Dataset records:
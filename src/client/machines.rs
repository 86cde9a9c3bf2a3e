//! Machine endpoints

use super::{expect_success, Client};
use crate::error::{Error, Result};
use crate::http::read_json;
use crate::types::Machine;
use reqwest::{Method, StatusCode};
use serde::Deserialize;

#[derive(Deserialize)]
struct MachineList {
    #[serde(default)]
    machines: Vec<Machine>,
}

#[derive(Deserialize)]
struct MachineView {
    machine: Machine,
}

impl Client {
    /// All analysis machines known to the server
    pub async fn list_machines(&self) -> Result<Vec<Machine>> {
        let response = self
            .http
            .execute(Method::GET, "machines/list")
            .await
            .into_success()?;
        let list: MachineList = read_json(response).await?;
        Ok(list.machines)
    }

    /// Details of the machine called `name`
    pub async fn view_machine(&self, name: &str) -> Result<Machine> {
        if name.is_empty() || name.contains('/') {
            return Err(Error::config(format!("invalid machine name: {name:?}")));
        }

        let outcome = self
            .http
            .execute(Method::GET, &format!("machines/view/{name}"))
            .await;
        let response = expect_success(outcome, |status| {
            (status == StatusCode::NOT_FOUND).then(|| Error::not_found("machine"))
        })?;
        let view: MachineView = read_json(response).await?;
        Ok(view.machine)
    }
}
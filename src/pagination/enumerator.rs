//! Streaming task enumerator
//!
//! Walks the task list page by page, retrying transient failures, and hands
//! every task to a bounded channel as soon as its page arrives.
//!
//! ```text
//! Fetching ──page(N>0)──▶ Delivering ──▶ Fetching(offset+N)
//!    │  ╲──page(0)──▶ Done
//!    │   ╲─transient, attempt < max──▶ Waiting ──▶ Fetching(attempt+1)
//!    │    ╲─transient, attempt == max / fatal──▶ Failed
//!    ╰──── cancel (Fetching | Waiting | Delivering) ──▶ Cancelled
//! ```
//!
//! A consumer that goes away ends the run with [`Error::ConsumerClosed`],
//! including while a fetch or a retry wait is pending.

use super::retry::{RetryDecision, RetryPolicy};
use super::types::{EnumerationStats, PageSource, PaginationConfig, PaginationState};
use crate::error::{Error, Result};
use crate::types::Task;
use futures::Stream;
use std::pin::Pin;
use std::task::{Context, Poll};
use std::time::Duration;
use tokio::sync::mpsc;
use tokio::task::JoinHandle;
use tokio_util::sync::{CancellationToken, DropGuard};
use tracing::{debug, info, warn};

/// Where the enumeration currently is
#[derive(Debug)]
enum State {
    Fetching,
    Waiting { delay: Duration },
    Delivering { page: Vec<Task> },
    Done,
    Failed(Error),
    Cancelled,
}

/// Enumerates every task a [`PageSource`] can produce
#[derive(Debug)]
pub struct TaskEnumerator<S> {
    source: S,
    page_size: u32,
    policy: RetryPolicy,
}

impl<S: PageSource> TaskEnumerator<S> {
    /// Create an enumerator using the given pagination settings
    pub fn new(source: S, config: &PaginationConfig) -> Self {
        Self {
            source,
            page_size: config.page_size.max(1),
            policy: RetryPolicy::from_config(config),
        }
    }

    /// Replace the retry policy
    #[must_use]
    pub fn with_policy(mut self, policy: RetryPolicy) -> Self {
        self.policy = policy;
        self
    }

    /// Page size used for every request
    pub fn page_size(&self) -> u32 {
        self.page_size
    }

    /// Run the enumeration to completion.
    ///
    /// Tasks are sent to `sink` in server order. `sink` is dropped when this
    /// returns, which closes the channel for the consumer whatever the
    /// outcome. Returns the run statistics on exhaustion, otherwise the one
    /// error that stopped it: a fatal fetch error, [`Error::RetriesExhausted`],
    /// [`Error::Cancelled`] or [`Error::ConsumerClosed`].
    pub async fn run(
        self,
        cancel: CancellationToken,
        sink: mpsc::Sender<Task>,
    ) -> Result<EnumerationStats> {
        let mut cursor = PaginationState::new();
        let mut stats = EnumerationStats::default();
        let mut state = State::Fetching;

        loop {
            state = match state {
                State::Fetching => self.fetch(&cancel, &sink, &mut cursor, &mut stats).await,
                State::Waiting { delay } => {
                    tokio::select! {
                        biased;
                        () = cancel.cancelled() => State::Cancelled,
                        () = sink.closed() => State::Failed(Error::ConsumerClosed),
                        () = tokio::time::sleep(delay) => {
                            cursor.record_failure();
                            stats.retries += 1;
                            State::Fetching
                        }
                    }
                }
                State::Delivering { page } => {
                    Self::deliver(page, &cancel, &sink, &mut cursor, &mut stats).await
                }
                State::Done => {
                    stats.final_offset = cursor.offset;
                    info!(
                        tasks = stats.tasks_delivered,
                        pages = stats.pages_fetched,
                        retries = stats.retries,
                        "task enumeration complete"
                    );
                    return Ok(stats);
                }
                State::Failed(error) => {
                    warn!(offset = cursor.offset, error = %error, "task enumeration failed");
                    return Err(error);
                }
                State::Cancelled => {
                    debug!(offset = cursor.offset, "task enumeration cancelled");
                    return Err(Error::Cancelled);
                }
            };
        }
    }

    async fn fetch(
        &self,
        cancel: &CancellationToken,
        sink: &mpsc::Sender<Task>,
        cursor: &mut PaginationState,
        stats: &mut EnumerationStats,
    ) -> State {
        debug!(offset = cursor.offset, attempt = cursor.attempt, "fetching task page");

        let result = tokio::select! {
            biased;
            () = cancel.cancelled() => return State::Cancelled,
            () = sink.closed() => return State::Failed(Error::ConsumerClosed),
            result = self.source.fetch_page(self.page_size, cursor.offset) => result,
        };

        match result {
            Ok(page) => {
                stats.pages_fetched += 1;
                cursor.reset_attempts();
                if page.is_empty() {
                    State::Done
                } else {
                    State::Delivering { page }
                }
            }
            Err(error) => match self.policy.decide(&error, cursor.attempt) {
                RetryDecision::Retry { delay } => {
                    warn!(
                        offset = cursor.offset,
                        attempt = cursor.attempt + 1,
                        max_retries = self.policy.max_retries(),
                        delay_ms = delay.as_millis() as u64,
                        error = %error,
                        "transient error listing tasks, retrying"
                    );
                    State::Waiting { delay }
                }
                RetryDecision::GiveUp => State::Failed(Error::RetriesExhausted {
                    attempts: cursor.attempt + 1,
                    source: Box::new(error),
                }),
                RetryDecision::Fail if error.is_cancelled() => State::Cancelled,
                RetryDecision::Fail => State::Failed(error),
            },
        }
    }

    async fn deliver(
        page: Vec<Task>,
        cancel: &CancellationToken,
        sink: &mpsc::Sender<Task>,
        cursor: &mut PaginationState,
        stats: &mut EnumerationStats,
    ) -> State {
        let count = page.len() as u32;

        for task in page {
            tokio::select! {
                biased;
                () = cancel.cancelled() => return State::Cancelled,
                sent = sink.send(task) => {
                    if sent.is_err() {
                        return State::Failed(Error::ConsumerClosed);
                    }
                }
            }
            stats.tasks_delivered += 1;
        }

        cursor.advance(count);
        debug!(delivered = count, next_offset = cursor.offset, "task page delivered");
        State::Fetching
    }
}

impl<S: PageSource + 'static> TaskEnumerator<S> {
    /// Run the enumeration on a background tokio task
    pub fn spawn(self, cancel: &CancellationToken, capacity: usize) -> TaskStream {
        TaskStream::spawn(self, cancel, capacity)
    }
}

/// Tasks produced by an enumerator running in the background.
///
/// Yields tasks in server order and ends when the enumeration stops; call
/// [`finish`](TaskStream::finish) afterwards to learn why it stopped.
/// Dropping the stream cancels the enumeration.
pub struct TaskStream {
    receiver: mpsc::Receiver<Task>,
    handle: JoinHandle<Result<EnumerationStats>>,
    token: CancellationToken,
    guard: DropGuard,
}

impl TaskStream {
    /// Spawn `enumerator` with a channel of `capacity` slots
    pub fn spawn<S: PageSource + 'static>(
        enumerator: TaskEnumerator<S>,
        cancel: &CancellationToken,
        capacity: usize,
    ) -> Self {
        let (sender, receiver) = mpsc::channel(capacity.max(1));
        let token = cancel.child_token();
        let guard_token = token.clone();
        let guard = token.clone().drop_guard();
        let handle = tokio::spawn(enumerator.run(token, sender));

        Self {
            receiver,
            handle,
            token: guard_token,
            guard,
        }
    }

    /// Receive the next task, `None` once the enumeration has stopped
    pub async fn next_task(&mut self) -> Option<Task> {
        self.receiver.recv().await
    }

    /// Stop the enumeration
    pub fn cancel(&self) {
        self.token.cancel();
    }

    /// Wait for the enumeration to end and return its outcome.
    ///
    /// Tasks still buffered are discarded. A run that had not finished
    /// stops without issuing further requests and ends with
    /// [`Error::ConsumerClosed`].
    pub async fn finish(self) -> Result<EnumerationStats> {
        let TaskStream {
            mut receiver,
            handle,
            token: _,
            guard,
        } = self;
        receiver.close();
        drop(receiver);

        let result = match handle.await {
            Ok(result) => result,
            Err(e) if e.is_panic() => std::panic::resume_unwind(e.into_panic()),
            Err(_) => Err(Error::Cancelled),
        };
        drop(guard);
        result
    }
}

impl Stream for TaskStream {
    type Item = Task;

    fn poll_next(mut self: Pin<&mut Self>, cx: &mut Context<'_>) -> Poll<Option<Task>> {
        self.receiver.poll_recv(cx)
    }
}

impl std::fmt::Debug for TaskStream {
    fn fmt(&self, f: &mut std::fmt::Formatter<'_>) -> std::fmt::Result {
        f.debug_struct("TaskStream")
            .field("finished", &self.handle.is_finished())
            .finish_non_exhaustive()
    }
}
//! Pagination module
//!
//! Streams the complete task list through the fixed-size
//! `tasks/list/<limit>/<offset>` endpoint.
//!
//! # Overview
//!
//! - [`PageSource`] - fetches a single page; implemented by [`Client`](crate::Client)
//! - [`RetryPolicy`] - decides whether a failed fetch is retried
//! - [`TaskEnumerator`] - drives the page source and publishes tasks to a channel
//! - [`TaskStream`] - an enumerator running on a background task, consumed as a `Stream`
//!
//! Pages are fetched strictly one after another. An empty page ends the
//! enumeration; the offset advances only past pages that were fully
//! delivered to the consumer.

mod enumerator;
mod retry;
mod types;

pub use enumerator::{TaskEnumerator, TaskStream};
pub use retry::{Failure, RetryDecision, RetryPolicy};
pub use types::{EnumerationStats, PageSource, PaginationConfig, PaginationState};
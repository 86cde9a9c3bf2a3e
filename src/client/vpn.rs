//! VPN endpoint

use super::Client;
use crate::error::{Error, Result};
use crate::http::{read_error_body, read_json, ResponseOutcome};
use crate::types::JsonValue;
use reqwest::{Method, StatusCode};
use serde::Deserialize;

#[derive(Deserialize)]
struct ServerMessage {
    #[serde(default)]
    message: String,
}

impl Client {
    /// Status of the configured VPNs, as the server reports it
    pub async fn vpn_status(&self) -> Result<JsonValue> {
        match self.http.execute(Method::GET, "vpn/status").await {
            ResponseOutcome::Success(response) => read_json(response).await,
            ResponseOutcome::Status(response) if response.status() == StatusCode::NOT_FOUND => {
                Err(Error::api("vpn status not available"))
            }
            ResponseOutcome::Status(response) => {
                let status = response.status().as_u16();
                let body = read_error_body(response).await;
                let message = serde_json::from_str::<ServerMessage>(&body)
                    .map(|m| m.message)
                    .unwrap_or_default();
                Err(Error::api(format!(
                    "bad response code: {status}, message: {message}"
                )))
            }
            other => other.into_success().map(|_| JsonValue::Null),
        }
    }
}
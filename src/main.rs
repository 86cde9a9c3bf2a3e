// Allow common clippy pedantic lints
#![allow(clippy::must_use_candidate)]

//! Cuckoo CLI
//!
//! Command-line interface to the Cuckoo sandbox REST API

use clap::Parser;
use cuckoo_api::cli::{Cli, Runner};

#[tokio::main]
async fn main() {
    let cli = Cli::parse();

    // Initialize logging
    let level = if cli.verbose {
        tracing::Level::DEBUG
    } else {
        tracing::Level::INFO
    };
    tracing_subscriber::fmt()
        .with_writer(std::io::stderr)
        .with_env_filter(
            tracing_subscriber::EnvFilter::from_default_env().add_directive(level.into()),
        )
        .init();

    let runner = Runner::new(cli);

    if let Err(e) = runner.run().await {
        eprintln!("Error: {e}");
        std::process::exit(1);
    }
}
//! Cuckoo API client
//!
//! [`Client`] bundles the authenticated HTTP executor with the pagination
//! settings and exposes one method per REST endpoint. Endpoint methods live
//! in per-resource files:
//!
//! - `tasks` - list, view, reschedule, delete, re-report and reboot tasks
//! - `machines` - analysis machine inventory
//! - `cuckoo` - server status and shutdown
//! - `files` - sample metadata
//! - `memory` - memory dump listings
//! - `vpn` - VPN status

mod cuckoo;
mod files;
mod machines;
mod memory;
mod tasks;
mod vpn;

pub use tasks::DEFAULT_RESCHEDULE_PRIORITY;

use crate::config::ClientConfig;
use crate::error::{Error, Result};
use crate::http::{HttpClient, ResponseOutcome};
use crate::pagination::{
    EnumerationStats, PageSource, PaginationConfig, TaskEnumerator, TaskStream,
};
use crate::types::Task;
use async_trait::async_trait;
use reqwest::{Response, StatusCode};
use tokio::sync::mpsc;
use tokio_util::sync::CancellationToken;

/// Client for the Cuckoo REST API
#[derive(Debug, Clone)]
pub struct Client {
    http: HttpClient,
    pagination: PaginationConfig,
}

impl Client {
    /// Create a client, validating the configuration first
    pub fn new(config: ClientConfig) -> Result<Self> {
        config.validate()?;
        let http = HttpClient::new(&config)?;
        Ok(Self {
            http,
            pagination: config.pagination,
        })
    }

    /// Create a client that reuses an existing `reqwest::Client`.
    ///
    /// The timeout and user agent of `config` are ignored in favour of
    /// whatever `client` was built with.
    pub fn with_http_client(config: ClientConfig, client: reqwest::Client) -> Result<Self> {
        config.validate()?;
        let http = HttpClient::with_client(&config, client);
        Ok(Self {
            http,
            pagination: config.pagination,
        })
    }

    /// The underlying request executor
    pub fn http(&self) -> &HttpClient {
        &self.http
    }

    /// Task enumeration settings
    pub fn pagination(&self) -> &PaginationConfig {
        &self.pagination
    }

    /// Returns an error if the API key is not accepted.
    ///
    /// Lists a single task under the hood.
    pub async fn check_auth(&self) -> Result<()> {
        self.list_tasks(1, 0).await.map(|_| ())
    }

    /// An enumerator over every task, using this client's pagination settings
    pub fn task_enumerator(&self) -> TaskEnumerator<Client> {
        TaskEnumerator::new(self.clone(), &self.pagination)
    }

    /// Send every task on the server to `sink`, page by page.
    ///
    /// `sink` is closed when this returns, whether the listing completed,
    /// failed or was cancelled.
    pub async fn list_all_tasks(
        &self,
        cancel: CancellationToken,
        sink: mpsc::Sender<Task>,
    ) -> Result<EnumerationStats> {
        self.task_enumerator().run(cancel, sink).await
    }

    /// Enumerate every task on a background task and consume them as a stream.
    ///
    /// Must be called from within a tokio runtime.
    pub fn stream_all_tasks(&self, cancel: &CancellationToken) -> TaskStream {
        self.task_enumerator()
            .spawn(cancel, self.pagination.channel_capacity)
    }
}

#[async_trait]
impl PageSource for Client {
    async fn fetch_page(&self, limit: u32, offset: u32) -> Result<Vec<Task>> {
        self.list_tasks(limit, offset).await
    }
}

/// Keep the 200 response, letting `on_status` map specific status codes
/// to endpoint errors. Unclaimed codes become [`Error::BadStatus`].
fn expect_success(
    outcome: ResponseOutcome,
    on_status: impl FnOnce(StatusCode) -> Option<Error>,
) -> Result<Response> {
    match outcome {
        ResponseOutcome::Success(response) => Ok(response),
        ResponseOutcome::Unauthorized(_) => Err(Error::NotAuthorized),
        ResponseOutcome::Status(response) => {
            let status = response.status();
            Err(on_status(status).unwrap_or_else(|| Error::bad_status(status.as_u16())))
        }
        ResponseOutcome::Transport(e) => Err(Error::Http(e)),
    }
}
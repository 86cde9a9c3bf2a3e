//! Resource types returned by the Cuckoo REST API
//!
//! Field names follow the server's JSON. Fields the server leaves
//! loosely typed (often `null`) are kept as raw JSON values.

use serde::{Deserialize, Deserializer, Serialize};
use std::fmt;

/// Decode `null` as the field's default, the way a missing key is.
///
/// The server emits `null` for unset columns (`owner`, `tags`, ...).
fn null_as_default<'de, D, T>(deserializer: D) -> Result<T, D::Error>
where
    D: Deserializer<'de>,
    T: Default + Deserialize<'de>,
{
    Ok(Option::<T>::deserialize(deserializer)?.unwrap_or_default())
}

// ============================================================================
// Type Aliases
// ============================================================================

/// JSON value type (re-exported from serde_json)
pub type JsonValue = serde_json::Value;

/// Identifier of a task on the server
pub type TaskId = i64;

// ============================================================================
// Tasks
// ============================================================================

/// Lifecycle status of a task
#[derive(Debug, Clone, Copy, PartialEq, Eq, Default, Serialize, Deserialize)]
#[serde(rename_all = "lowercase")]
pub enum TaskStatus {
    /// Queued, not yet picked up by a machine
    #[default]
    Pending,
    /// Analysis in progress
    Running,
    /// Analysis finished, report not generated yet
    Completed,
    /// Report generated
    Reported,
    /// Any status this client does not know about
    #[serde(other)]
    Unknown,
}

impl TaskStatus {
    /// String form used by the server
    pub fn as_str(&self) -> &'static str {
        match self {
            TaskStatus::Pending => "pending",
            TaskStatus::Running => "running",
            TaskStatus::Completed => "completed",
            TaskStatus::Reported => "reported",
            TaskStatus::Unknown => "unknown",
        }
    }

    /// Whether the task has finished analysis
    pub fn is_finished(&self) -> bool {
        matches!(self, TaskStatus::Completed | TaskStatus::Reported)
    }
}

impl fmt::Display for TaskStatus {
    fn fmt(&self, f: &mut fmt::Formatter<'_>) -> fmt::Result {
        f.write_str(self.as_str())
    }
}

/// A task in cuckoo
#[derive(Debug, Clone, PartialEq, Default, Serialize, Deserialize)]
#[serde(default)]
pub struct Task {
    #[serde(deserialize_with = "null_as_default")]
    pub id: TaskId,
    #[serde(deserialize_with = "null_as_default")]
    pub status: TaskStatus,
    #[serde(deserialize_with = "null_as_default")]
    pub category: String,
    #[serde(deserialize_with = "null_as_default")]
    pub target: String,
    #[serde(deserialize_with = "null_as_default")]
    pub owner: String,
    #[serde(deserialize_with = "null_as_default")]
    pub priority: i64,
    #[serde(deserialize_with = "null_as_default")]
    pub timeout: i64,
    #[serde(deserialize_with = "null_as_default")]
    pub enforce_timeout: bool,
    #[serde(deserialize_with = "null_as_default")]
    pub memory: bool,
    #[serde(deserialize_with = "null_as_default")]
    pub tags: Vec<String>,
    #[serde(deserialize_with = "null_as_default")]
    pub errors: Vec<JsonValue>,
    pub machine: JsonValue,
    pub package: JsonValue,
    pub platform: JsonValue,
    pub options: JsonValue,
    pub sample_id: JsonValue,
    pub guest: JsonValue,
    pub custom: JsonValue,
    #[serde(deserialize_with = "null_as_default")]
    pub added_on: String,
    pub completed_on: JsonValue,
}

/// Result of creating a reboot task from an existing analysis
#[derive(Debug, Clone, Copy, PartialEq, Eq, Serialize, Deserialize)]
pub struct RebootedTask {
    /// The analysis the reboot was created from
    pub task_id: TaskId,
    /// The newly created reboot task
    pub reboot_id: TaskId,
}

// ============================================================================
// Machines
// ============================================================================

/// An analysis machine
#[derive(Debug, Clone, PartialEq, Default, Serialize, Deserialize)]
#[serde(default)]
pub struct Machine {
    #[serde(deserialize_with = "null_as_default")]
    pub id: i64,
    #[serde(deserialize_with = "null_as_default")]
    pub name: String,
    #[serde(deserialize_with = "null_as_default")]
    pub label: String,
    #[serde(deserialize_with = "null_as_default")]
    pub ip: String,
    #[serde(deserialize_with = "null_as_default")]
    pub platform: String,
    #[serde(deserialize_with = "null_as_default")]
    pub locked: bool,
    #[serde(deserialize_with = "null_as_default")]
    pub tags: Vec<String>,
    #[serde(deserialize_with = "null_as_default")]
    pub resultserver_ip: String,
    #[serde(deserialize_with = "null_as_default")]
    pub resultserver_port: String,
    pub status: JsonValue,
    pub snapshot: JsonValue,
    pub interface: JsonValue,
    pub locked_changed_on: JsonValue,
    pub status_changed_on: JsonValue,
}

// ============================================================================
// Files
// ============================================================================

/// A file sample known to cuckoo
#[derive(Debug, Clone, PartialEq, Eq, Default, Serialize, Deserialize)]
#[serde(default)]
pub struct Sample {
    #[serde(deserialize_with = "null_as_default")]
    pub id: i64,
    #[serde(deserialize_with = "null_as_default")]
    pub file_type: String,
    #[serde(deserialize_with = "null_as_default")]
    pub file_size: i64,
    #[serde(deserialize_with = "null_as_default")]
    pub md5: String,
    #[serde(deserialize_with = "null_as_default")]
    pub sha1: String,
    #[serde(deserialize_with = "null_as_default")]
    pub sha256: String,
    #[serde(deserialize_with = "null_as_default")]
    pub sha512: String,
    #[serde(deserialize_with = "null_as_default")]
    pub crc32: String,
    #[serde(deserialize_with = "null_as_default")]
    pub ssdeep: String,
}

/// Lookup key for a sample
#[derive(Debug, Clone, PartialEq, Eq)]
pub enum FileId {
    /// Database id
    Id(i64),
    /// MD5 hex digest
    Md5(String),
    /// SHA256 hex digest
    Sha256(String),
}

impl FileId {
    /// Path segments `{format}/{value}` for `files/view`
    pub fn path_segments(&self) -> String {
        match self {
            FileId::Id(id) => format!("id/{id}"),
            FileId::Md5(md5) => format!("md5/{md5}"),
            FileId::Sha256(sha256) => format!("sha256/{sha256}"),
        }
    }
}

// ============================================================================
// Server Status
// ============================================================================

/// Status of the cuckoo server
#[derive(Debug, Clone, PartialEq, Eq, Default, Serialize, Deserialize)]
#[serde(default)]
pub struct CuckooStatus {
    #[serde(deserialize_with = "null_as_default")]
    pub version: String,
    #[serde(deserialize_with = "null_as_default")]
    pub protocol_version: i64,
    #[serde(deserialize_with = "null_as_default")]
    pub hostname: String,
    #[serde(deserialize_with = "null_as_default")]
    pub tasks: TaskCounts,
    #[serde(deserialize_with = "null_as_default")]
    pub machines: MachineCounts,
    #[serde(deserialize_with = "null_as_default")]
    pub diskspace: DiskSpace,
}

/// Task counts per status
#[derive(Debug, Clone, Copy, PartialEq, Eq, Default, Serialize, Deserialize)]
#[serde(default)]
pub struct TaskCounts {
    pub total: i64,
    pub pending: i64,
    pub running: i64,
    pub completed: i64,
    pub reported: i64,
}

/// Machine counts
#[derive(Debug, Clone, Copy, PartialEq, Eq, Default, Serialize, Deserialize)]
#[serde(default)]
pub struct MachineCounts {
    pub total: i64,
    pub available: i64,
}

/// Disk usage of the storage directories (Unix servers only)
#[derive(Debug, Clone, Copy, PartialEq, Eq, Default, Serialize, Deserialize)]
#[serde(default)]
pub struct DiskSpace {
    pub analyses: DiskUsage,
    pub binaries: DiskUsage,
    pub temporary: DiskUsage,
}

/// Byte counts for one directory
#[derive(Debug, Clone, Copy, PartialEq, Eq, Default, Serialize, Deserialize)]
#[serde(default)]
pub struct DiskUsage {
    pub total: i64,
    pub free: i64,
    pub used: i64,
}

#[cfg(test)]
mod tests {
    use super::*;
    use pretty_assertions::assert_eq;
    use serde_json::json;

    #[test]
    fn test_task_status_serde() {
        let status: TaskStatus = serde_json::from_value(json!("reported")).unwrap();
        assert_eq!(status, TaskStatus::Reported);

        let status: TaskStatus = serde_json::from_value(json!("failed_analysis")).unwrap();
        assert_eq!(status, TaskStatus::Unknown);

        assert_eq!(serde_json::to_value(TaskStatus::Running).unwrap(), json!("running"));
        assert!(TaskStatus::Completed.is_finished());
        assert!(!TaskStatus::Pending.is_finished());
    }

    #[test]
    fn test_task_decodes_with_missing_and_null_fields() {
        let task: Task = serde_json::from_value(json!({
            "id": 42,
            "status": "running",
            "target": "/tmp/sample.exe",
            "machine": null,
            "tags": ["x64"],
        }))
        .unwrap();

        assert_eq!(task.id, 42);
        assert_eq!(task.status, TaskStatus::Running);
        assert_eq!(task.target, "/tmp/sample.exe");
        assert!(task.machine.is_null());
        assert_eq!(task.tags, vec!["x64".to_string()]);
        assert_eq!(task.priority, 0);
    }

    #[test]
    fn test_null_fields_decode_as_defaults() {
        let task: Task = serde_json::from_value(json!({
            "id": 3,
            "status": null,
            "owner": null,
            "tags": null,
            "priority": null,
            "errors": null,
            "added_on": null,
            "machine": null,
        }))
        .unwrap();

        assert_eq!(task.id, 3);
        assert_eq!(task.status, TaskStatus::Pending);
        assert_eq!(task.owner, "");
        assert!(task.tags.is_empty());
        assert_eq!(task.priority, 0);
        assert!(task.errors.is_empty());
        assert!(task.machine.is_null());

        let machine: Machine =
            serde_json::from_value(json!({"name": "win7", "ip": null, "tags": null})).unwrap();
        assert_eq!(machine.name, "win7");
        assert_eq!(machine.ip, "");

        let sample: Sample =
            serde_json::from_value(json!({"id": 1, "ssdeep": null, "file_size": null})).unwrap();
        assert_eq!(sample.ssdeep, "");
        assert_eq!(sample.file_size, 0);

        let status: CuckooStatus =
            serde_json::from_value(json!({"hostname": null, "diskspace": null})).unwrap();
        assert_eq!(status.diskspace, DiskSpace::default());
    }

    #[test]
    fn test_file_id_path_segments() {
        assert_eq!(FileId::Id(7).path_segments(), "id/7");
        assert_eq!(FileId::Md5("abc".into()).path_segments(), "md5/abc");
        assert_eq!(FileId::Sha256("def".into()).path_segments(), "sha256/def");
    }

    #[test]
    fn test_cuckoo_status_decodes() {
        let status: CuckooStatus = serde_json::from_value(json!({
            "version": "2.0.7",
            "hostname": "sandbox",
            "tasks": {"total": 5, "pending": 1, "running": 1, "completed": 1, "reported": 2},
            "machines": {"total": 3, "available": 2},
            "diskspace": {"analyses": {"total": 100, "free": 60, "used": 40}}
        }))
        .unwrap();

        assert_eq!(status.tasks.total, 5);
        assert_eq!(status.machines.available, 2);
        assert_eq!(status.diskspace.analyses.used, 40);
        assert_eq!(status.diskspace.binaries, DiskUsage::default());
    }
}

Work instructions:
Pull every line with "filename" from the records.

Solved exercise:
filename src/client/machines.rs
filename src/pagination/enumerator.rs
filename src/client/vpn.rs
filename src/main.rs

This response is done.